Uma testemunha de Jeová que fizesse parte regular da organização não cometeria um ato como esse. Isso seria muito difícil. Como já disse em outro texto, existe louco em tudo quanto é religião. Mas uma das principais características das Testemunhas de Jeová é a mansidão. Pelo menos em relação à agressão física.
O maior perigo que existe em Estudo é o teológico. Aquele que se guia pelos ensinos da Torre infelizmente está seguindo uma religião falsa, que não reflete corretamente aquilo que a Bíblia ensina, mas reflete o entendimento distorcido do Corpo Governante. Doutrinas como deidade de Cristo, punição eterna daqueles que se rebelaram contra Deus, existência da alma e tantas outras são veemente negadas pela Torre de Vigia, através de um malabarismo exegético, da qual a Tradução do Novo Mundo é parte fundamental. Apesar do perigo teológico, se Wellington estivesse realmente seguindo os ensinos de Estudo Perspicaz das Escrituras, ele estaria batendo na porta de alguém com uma pastinha e uns exemplares de A Sentinela na mão, ao invés de um par de armas nas salas de aula de uma escola.
Wellington foi um assassino frio, provavelmente uma pessoa perturbada, talvez uma pessoa com alguma doença psíquica, talvez oprimida por demônios ou talvez ambas as coisas. É o tipo de pessoa que utilizaria qualquer religião (ou falta dela) para fundamentar seu ato de terror.
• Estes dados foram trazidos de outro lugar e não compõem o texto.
fn execute_slide<P: Pool, H: VaultHost>(pool: &mut P, host: &mut H, checked: &Preflight) -> Result<Executed> {
    let owner = host.address();
    let params = &checked.parameters;
    let spacing = pool.tick_spacing();
    let (floor, anchor, discovery) = (
        checked.positions.floor(),
        checked.positions.anchor(),
        checked.positions.discovery(),
    );

    let anchor_held = underlying_balances(pool, owner, anchor)?;
    let discovery_held = underlying_balances(pool, owner, discovery)?;
    let deployed0 = anchor_held
        .amount0
        .checked_add(discovery_held.amount0)
        .ok_or(EngineError::MathOverflow("deployed token0"))?;
    let circulating = circulating_from_parts(host.total_supply(), deployed0, host.protocol_held_balance());

    let anchor_out = withdraw_position(pool, host, anchor)?;
    let discovery_out = withdraw_position(pool, host, discovery)?;
    let fees = sum_fees(&[&anchor_out, &discovery_out])?;

    let spot = spot_price(pool)?;
    let bips = params.slide_anchor_upper_bips;
    let upper_price = scale_up_bps(spot, bips)?;
    let (_, upper) = compute_single_tick(upper_price, spacing, PRICE_DECIMALS)?;
    let (spot_lower, _) = compute_single_tick(scale_down_bps(spot, bips)?, spacing, PRICE_DECIMALS)?;
    let mut lower = floor.upper_tick.max(spot_lower);

    let balances = host.token_balances();
    let budget = TokenAmounts::new(anchor_out.total()?.amount0.min(balances.amount0), balances.amount1);
    if upper > lower {
        let straddling = liquidity_for_amounts(
            pool.current_price(),
            sqrt_ratio_at_tick(lower)?,
            sqrt_ratio_at_tick(upper)?,
            budget.amount0,
            budget.amount1,
        )?;
        // no reserve left to quote below spot: keep the anchor above it
        if straddling == 0 {
            lower = floor.upper_tick.max(next_grid_tick_above(pool.current_tick(), spacing)?);
            log::debug!("slide: anchor lower lifted to {} above spot", lower);
        }
    }
    let new_anchor = deploy_anchor(pool, host, floor, lower, upper_price, budget)?;

    let cap = circulating
        .checked_div(U256::from(params.high_balance_threshold_factor))
        .ok_or(EngineError::DivisionByZero("high balance threshold factor"))?;
    let balance0 = host.token_balances().amount0;
    let supply_change = if balance0 > cap {
        host.burn_tokens(balance0)?;
        host.mint_tokens(owner, cap)?;
        log::debug!("slide: drained {} and reminted {}", balance0, cap);
        SupplyChange {
            minted_to_vault: cap,
            minted_to_team: U256::zero(),
            burned: balance0,
        }
    } else {
        SupplyChange::default()
    };

    let remaining0 = host.token_balances().amount0;
    let new_discovery = deploy_discovery(pool, host, &new_anchor, params.discovery_bips, remaining0)?;

    let positions = Positions::new(floor.clone(), new_anchor, new_discovery)?;
    host.update_positions(positions.clone())?;
    host.emit(VaultEvent::Slide);

    Ok(Executed {
        positions,
        skimmed: U256::zero(),
        fees,
        supply: supply_change,
    })
}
Só um último comentário sobre a declaração do superintendente de circuito das Testemunhas de Jeová, Antônio Marcos Oliveira. Ele disse “nenhuma testemunha de jeová pode ser excluída de sua congregação”. Isso é muito estranho, porque um membro de uma congregação pode sim ser expulso. Isso está até no verbete expulsão de Estudo “excomunhão ou desassociação judicial de infratores, que assim deixam de ser membros ou associados de uma comunidade ou organização. No caso de sociedades religiosas, é um princípio e um direito inerentes nelas, e é análoga aos poderes de pena capital, de banimento e de exclusão do rol de membros, exercidos por entidades políticas ou municipais” (vol. 2 página 86). Existe até orientação sobre como a expulsão deve ser feita e em quais casos. No livro Prestai Atenção a Vós Mesmos e a Todo o Rebanho (o antigo manual dos anciãos, hoje substituído por Pastoreiem o rebanho de Deus) o ancião é instruído da seguinte forma: “Se foram feitos todos os esforços razoáveis para reajustar a pessoa que cometeu sérios pecados, e ela, ainda assim, continua impenitente, deve ser desassociada” (página 115).
A declaração do superintende me parece estranha. Talvez tenha sido publicada fora de seu contexto.